Type “Cloudstreet” into a search engine and you’ll see it described over and over again as a classic of Australian fiction. The introduction to my edition actually goes one step further — Philip Hensher calls Cloudstreet “A Great Australian Novel”that “speaks for a nation” by showing its contradictions and complexities.
As a geographic outsider I’m not the best reader to judge whether such bold claims are warranted. Nor can I vouch for the authenticity and accuracy of Winton’s portrayal of life in a particular period of time — roughly speaking, from the end of WW2 to the early sixties.
Fortunately , unlike thousands of Australian schoolchildren faced with Winton’s award-winning novel, I could just enjoy the book and not worry too much about its status in the canon of literature.
Cloudstreet offers us a portrait of two working class families: the Pickles and the Lambs.
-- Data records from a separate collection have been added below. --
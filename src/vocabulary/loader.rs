//! CSV loading for vocabulary tables.
//!
//! Files need `level`, `id` and `name` columns (any order, case-insensitive
//! headers); `parent_id` is optional. A missing or malformed file yields an
//! empty table from `load_vocabulary_dir`: running without a vocabulary is a
//! supported, degraded mode.

use std::io::Read;
use std::path::Path;

use tracing::warn;

use super::{Vocabulary, VocabularyEntry, VocabularyKind, VocabularyTable};

#[derive(Debug, thiserror::Error)]
pub enum VocabularyError {
    #[error("{kind} vocabulary unavailable: {reason}")]
    Unavailable {
        kind: VocabularyKind,
        reason: String,
    },
    #[error("io error: {0}")]
    Io(#[from] std::io::Error),
    #[error("csv error: {0}")]
    Csv(#[from] csv::Error),
    #[error("vocabulary load timed out after {0:?}")]
    Timeout(std::time::Duration),
    #[error("vocabulary reload cancelled")]
    Cancelled,
    #[error("vocabulary load task failed: {0}")]
    Join(String),
}

/// Parse one vocabulary table from CSV.
pub fn parse_table<R: Read>(
    reader: R,
    kind: VocabularyKind,
) -> Result<VocabularyTable, VocabularyError> {
    let mut input = csv::ReaderBuilder::new()
        .has_headers(true)
        .flexible(true)
        .trim(csv::Trim::All)
        .from_reader(reader);
    let headers: Vec<String> = input
        .headers()?
        .iter()
        .map(|h| h.trim().to_ascii_lowercase())
        .collect();
    let position = |name: &str| headers.iter().position(|h| h == name);
    let (Some(level_idx), Some(id_idx), Some(name_idx)) =
        (position("level"), position("id"), position("name"))
    else {
        return Err(VocabularyError::Unavailable {
            kind,
            reason: "expected level, id and name columns".to_string(),
        });
    };
    let parent_idx = position("parent_id");

    let mut entries = Vec::new();
    for (row_no, row) in input.records().enumerate() {
        let row = row?;
        let id = row.get(id_idx).unwrap_or("").to_string();
        let name = row.get(name_idx).unwrap_or("").to_string();
        if id.is_empty() || name.is_empty() {
            tracing::debug!(kind = %kind, row = row_no + 1, "skipping row without id or name");
            continue;
        }
        let raw_level = row.get(level_idx).unwrap_or("");
        let level = raw_level
            .parse::<f64>()
            .ok()
            .filter(|l| l.is_finite() && *l >= 1.0)
            .map(|l| l as u32)
            .ok_or_else(|| VocabularyError::Unavailable {
                kind,
                reason: format!("row {}: invalid level {raw_level:?}", row_no + 1),
            })?;
        let parent_id = parent_idx
            .and_then(|idx| row.get(idx))
            .filter(|p| !p.is_empty())
            .map(str::to_string);
        entries.push(VocabularyEntry {
            id,
            name,
            level,
            parent_id,
        });
    }
    Ok(VocabularyTable::new(entries))
}

pub fn load_table(
    path: impl AsRef<Path>,
    kind: VocabularyKind,
) -> Result<VocabularyTable, VocabularyError> {
    let path = path.as_ref();
    if !path.exists() {
        return Err(VocabularyError::Unavailable {
            kind,
            reason: format!("{} not found", path.display()),
        });
    }
    let file = std::fs::File::open(path)?;
    parse_table(file, kind)
}

/// Load all four tables from `dir` (`activities.csv` etc.). Tables that
/// fail to load are logged and left empty.
pub fn load_vocabulary_dir(dir: impl AsRef<Path>) -> Vocabulary {
    let dir = dir.as_ref();
    let mut vocabulary = Vocabulary::empty();
    for kind in VocabularyKind::ALL {
        let path = dir.join(kind.file_name());
        match load_table(&path, kind) {
            Ok(table) => *vocabulary.table_mut(kind) = table,
            Err(e) => warn!(
                kind = %kind,
                path = %path.display(),
                error = %e,
                "vocabulary table unavailable"
            ),
        }
    }
    vocabulary
}

#[cfg(test)]
mod tests {
    use super::*;

    #[test]
    fn headers_are_case_insensitive_and_reordered() {
        let raw = "Name,ID,Level\nPHYSICAL RESTRUCTURING,A,1\nDredging,A1,2\n";
        let table = parse_table(raw.as_bytes(), VocabularyKind::Activities).unwrap();
        assert_eq!(table.len(), 2);
        assert_eq!(table.get("A1").unwrap().parent_id.as_deref(), Some("A"));
    }

    #[test]
    fn explicit_parent_column_wins() {
        let raw = "level,id,name,parent_id\n1,P,PRESSURES,\n1,Q,OTHER,\n2,P1,Noise,P\n";
        let table = parse_table(raw.as_bytes(), VocabularyKind::Pressures).unwrap();
        assert_eq!(table.get("P1").unwrap().parent_id.as_deref(), Some("P"));
    }

    #[test]
    fn missing_columns_mark_table_unavailable() {
        let raw = "id,name\nA,Dredging\n";
        assert!(matches!(
            parse_table(raw.as_bytes(), VocabularyKind::Activities),
            Err(VocabularyError::Unavailable { .. })
        ));
    }

    #[test]
    fn missing_directory_yields_empty_vocabulary() {
        let dir = tempfile::tempdir().unwrap();
        let vocab = load_vocabulary_dir(dir.path().join("absent"));
        assert!(!vocab.is_available());
    }
}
Both families leave their rural homes as a result of personal tragedies, ending up sharing Number 1 Cloudstreet in a suburb of Perth, Western Australia.
Coming together in adversity
It’s a large ramshackle building, a “great continent” of a house inherited by Sam Pickles along with a cash bequest of £2000. The windfall came at a low point in his life — he’d recently lost the fingers on one hand in a fishing accident, limiting his options for employment.
The money should have been enough to keep the Pickles family comfortably well off for many years. Unfortunately Sam Pickles is an inveterate gambler, always believing that the next horse he bets on will deliver him a fortune. But of course it doesn’t and he loses all that pot of gold. Strapped for cash, he hits on the idea of renting out part of Cloudstreet to another newly arrived family — the Lambs.
This family have their own story of misfortune — their son Sansom (known as Fish) almost drowned while swimminh. Although rescued, the accident has caused permanent damage to his mental faculties.
It’s like Fish is stuck somewhere. Not the way all the living are stuck in time and space; he’s in another stuckness altogether. Like he’s half in and half out. You can only imagine and still fail to grab at how it must be. Even the dead fail to know and that’s what hurts the most.
Over the course of the next 20 years we see these four adults and nine children wrangle; laugh; love; struggle; separate and come together. Some of them leave, others leave only to return when they realise that Cloudstreet is where they really belong.
This sprawling tale of two families proved utterly compelling. Winton’s prose has a wonderful variety, a mix of lyrical, almost mystical passages; rapid minimally punctuated dialogue and Australian vernacular.
Will you look at us by the river! The whole restless mob of us on spread blankets in the dreamy briny sunshine skylarking and chiacking about for one day, one clear, clean, sweet day in a good world in the midst of our living.Yachts run before an unfelt guest with bagnecked pelicans riding above them, the city their twitching backdrop, all blocks and points of mirror light down to the water’s edge.
He gets so deeply under the skin of his characters I was completely absorbed in their lives. Each individual has their own story to tell as they lose and then find themselves again, but each strands connects with others to build a complex mesh of stories.
It seems the kind of book that can easily withstand more than one reading. You could read it purely as a saga of two families trying to get through life in the way they think best. Or you could read it as an exploration of the idea of “home” and how that changes over the course of twenty years.
Contrasting attitudes to life
Cloudstreet tells a story too about Australia and how two very different types of families respond to the changing world around them.
The Lambs are a religious family who believe you have to work hard to get anywhere in life. They have a strong entrepreneurial spirt, quickly spotting an opportunity to use their part of the house into a shop. Lester Lamb rolls up his sleeves, producing baked goods for the store and his “secret recipe” ice-cream.
His wife Oriel proves to be a born organiser who rules over the shop like a sergeant major. She’s also an astute businesswoman, not above waging war to beat off competition from a shop the other side of the rail tracks.
Lester and Oriel Lamb understand what it means to create a home — some of the warmest moments in the book come when they all gather in the kitchen to hear Lester’s stories or listen to him play the squeezebox. Family life and their children are precious to this couple.
That’s not the case in the other half of the house where the children of Sam and his wife Dolly are more or less left to fend for themselves. The Pickles parents have a relaxed attitude to life. They drink, smoke, swear and generally muddle through life from one crisis to another. Neither makes much effort to improve the condition of the house or to provide a stable environment for their children.
Where the Lambs find meaning in industry and endeavour, the Pickles find it in chance and good luck. As Sam Pickles sees it:
It was as though luck made choices, that it could think. If you greeted it, it came to you; if you shunned it, it backed away.
As the novel progresses we see how the families overcome their suspicions of each other and even come to enjoy the company of their neighbours. Does it all end happily ever after? You’ll have to read Cloudstreet yourself to decide on the answer.